- [Required work]:
Quote verbatim the span of lines that begins the listing below and closes with the line containing "fn from_str(s: &str)".

- [Information provided]:
⁂
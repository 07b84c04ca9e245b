//! User roles and the capability checks behind every route guard.
//!
//! Roles are a closed set; code asks `role.can(Capability::X)` instead of
//! comparing role strings.

use serde::{Deserialize, Serialize};
use std::fmt;
use std::str::FromStr;

/// Platform role carried on the user profile.
#[derive(Debug, Clone, Copy, PartialEq, Eq, Hash, Serialize, Deserialize, Default)]
#[serde(rename_all = "lowercase")]
pub enum Role {
    #[default]
    User,
    Creator,
    Admin,
}

/// Something a route or an action requires.
#[derive(Debug, Clone, Copy, PartialEq, Eq, Hash)]
pub enum Capability {
    /// Enter a joined community and its classroom.
    ViewCommunityAccess,
    /// Create, edit and delete one's own communities.
    ManageOwnCommunities,
    ViewCreatorDashboard,
    RequestWithdrawal,
    ManageCategories,
    ViewAdminDashboard,
    ReviewWithdrawals,
    ViewErrorLogs,
}

impl Role {
    /// Single source of truth for role capabilities.
    pub fn can(self, capability: Capability) -> bool {
        use Capability::*;
        match self {
            Role::Admin => true,
            Role::Creator => matches!(
                capability,
                ViewCommunityAccess
                    | ManageOwnCommunities
                    | ViewCreatorDashboard
                    | RequestWithdrawal
            ),
            Role::User => matches!(capability, ViewCommunityAccess),
        }
    }

    pub fn as_str(self) -> &'static str {
        match self {
            Role::User => "user",
            Role::Creator => "creator",
            Role::Admin => "admin",
        }
    }
}

impl fmt::Display for Role {
    fn fmt(&self, f: &mut fmt::Formatter<'_>) -> fmt::Result {
        f.write_str(self.as_str())
    }
}

impl FromStr for Role {
    type Err = String;

    fn from_str(s: &str) -> Result<Self, Self::Err> {
        match s.trim().to_ascii_lowercase().as_str() {
            "user" => Ok(Role::User),
            "creator" => Ok(Role::Creator),
            "admin" => Ok(Role::Admin),
            other => Err(format!("unknown role: {}", other)),
        }
    }
}

/// Outcome of a route guard.
#[derive(Debug, Clone, Copy, PartialEq, Eq)]
pub enum Access {
    Allow,
    /// No session: send the visitor to sign up.
    RedirectToSignUp,
    /// Signed in, but the role lacks the capability.
    Forbidden,
}

/// Path unauthenticated visitors are redirected to.
pub const SIGN_UP_PATH: &str = "/signup";

/// Declarative guard: a route names the capability it needs, the guard
/// decides from the (optional) role of the current session.
#[derive(Debug, Clone, Copy)]
pub struct RouteGuard {
    required: Option<Capability>,
}

impl RouteGuard {
    /// Any signed-in user.
    pub fn authenticated() -> Self {
        Self { required: None }
    }

    pub fn requires(capability: Capability) -> Self {
        Self {
            required: Some(capability),
        }
    }

    pub fn check(&self, role: Option<Role>) -> Access {
        match (role, self.required) {
            (None, _) => Access::RedirectToSignUp,
            (Some(_), None) => Access::Allow,
            (Some(role), Some(capability)) if role.can(capability) => Access::Allow,
            (Some(_), Some(_)) => Access::Forbidden,
        }
    }
}

#[cfg(test)]
mod tests {
    use super::*;

    #[test]
    fn test_user_capabilities() {
        assert!(Role::User.can(Capability::ViewCommunityAccess));
        assert!(!Role::User.can(Capability::ViewCreatorDashboard));
        assert!(!Role::User.can(Capability::ViewAdminDashboard));
    }

    #[test]
    fn test_creator_capabilities() {
        assert!(Role::Creator.can(Capability::ManageOwnCommunities));
        assert!(Role::Creator.can(Capability::RequestWithdrawal));
        assert!(!Role::Creator.can(Capability::ManageCategories));
        assert!(!Role::Creator.can(Capability::ReviewWithdrawals));
    }

    #[test]
    fn test_admin_has_everything() {
        for capability in [
            Capability::ViewCommunityAccess,
            Capability::ManageOwnCommunities,
            Capability::ViewCreatorDashboard,
            Capability::RequestWithdrawal,
            Capability::ManageCategories,
            Capability::ViewAdminDashboard,
            Capability::ReviewWithdrawals,
            Capability::ViewErrorLogs,
        ] {
            assert!(Role::Admin.can(capability));
        }
    }

    #[test]
    fn test_guard_redirects_anonymous() {
        let guard = RouteGuard::authenticated();
        assert_eq!(guard.check(None), Access::RedirectToSignUp);
        assert_eq!(guard.check(Some(Role::User)), Access::Allow);
    }

    #[test]
    fn test_guard_forbids_missing_capability() {
        let guard = RouteGuard::requires(Capability::ViewAdminDashboard);
        assert_eq!(guard.check(Some(Role::Creator)), Access::Forbidden);
        assert_eq!(guard.check(Some(Role::Admin)), Access::Allow);
        assert_eq!(guard.check(None), Access::RedirectToSignUp);
    }

    #[test]
    fn test_role_serde_and_parse() {
        let role: Role = serde_json::from_str("\"creator\"").unwrap();
        assert_eq!(role, Role::Creator);
        assert_eq!(serde_json::to_string(&Role::Admin).unwrap(), "\"admin\"");
        assert_eq!("Admin".parse::<Role>().unwrap(), Role::Admin);
        assert!("owner".parse::<Role>().is_err());
    }
}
⁂
- [Answer]:
repository 07b84c04ca9e245b
//! User roles and the capability checks behind every route guard.
//!
//! Roles are a closed set; code asks `role.can(Capability::X)` instead of
//! comparing role strings.

use serde::{Deserialize, Serialize};
use std::fmt;
use std::str::FromStr;

/// Platform role carried on the user profile.
#[derive(Debug, Clone, Copy, PartialEq, Eq, Hash, Serialize, Deserialize, Default)]
#[serde(rename_all = "lowercase")]
pub enum Role {
    #[default]
    User,
    Creator,
    Admin,
}

/// Something a route or an action requires.
#[derive(Debug, Clone, Copy, PartialEq, Eq, Hash)]
pub enum Capability {
    /// Enter a joined community and its classroom.
    ViewCommunityAccess,
    /// Create, edit and delete one's own communities.
    ManageOwnCommunities,
    ViewCreatorDashboard,
    RequestWithdrawal,
    ManageCategories,
    ViewAdminDashboard,
    ReviewWithdrawals,
    ViewErrorLogs,
}

impl Role {
    /// Single source of truth for role capabilities.
    pub fn can(self, capability: Capability) -> bool {
        use Capability::*;
        match self {
            Role::Admin => true,
            Role::Creator => matches!(
                capability,
                ViewCommunityAccess
                    | ManageOwnCommunities
                    | ViewCreatorDashboard
                    | RequestWithdrawal
            ),
            Role::User => matches!(capability, ViewCommunityAccess),
        }
    }

    pub fn as_str(self) -> &'static str {
        match self {
            Role::User => "user",
            Role::Creator => "creator",
            Role::Admin => "admin",
        }
    }
}

impl fmt::Display for Role {
    fn fmt(&self, f: &mut fmt::Formatter<'_>) -> fmt::Result {
        f.write_str(self.as_str())
    }
}

impl FromStr for Role {
    type Err = String;

    fn from_str(s: &str) -> Result<Self, Self::Err> {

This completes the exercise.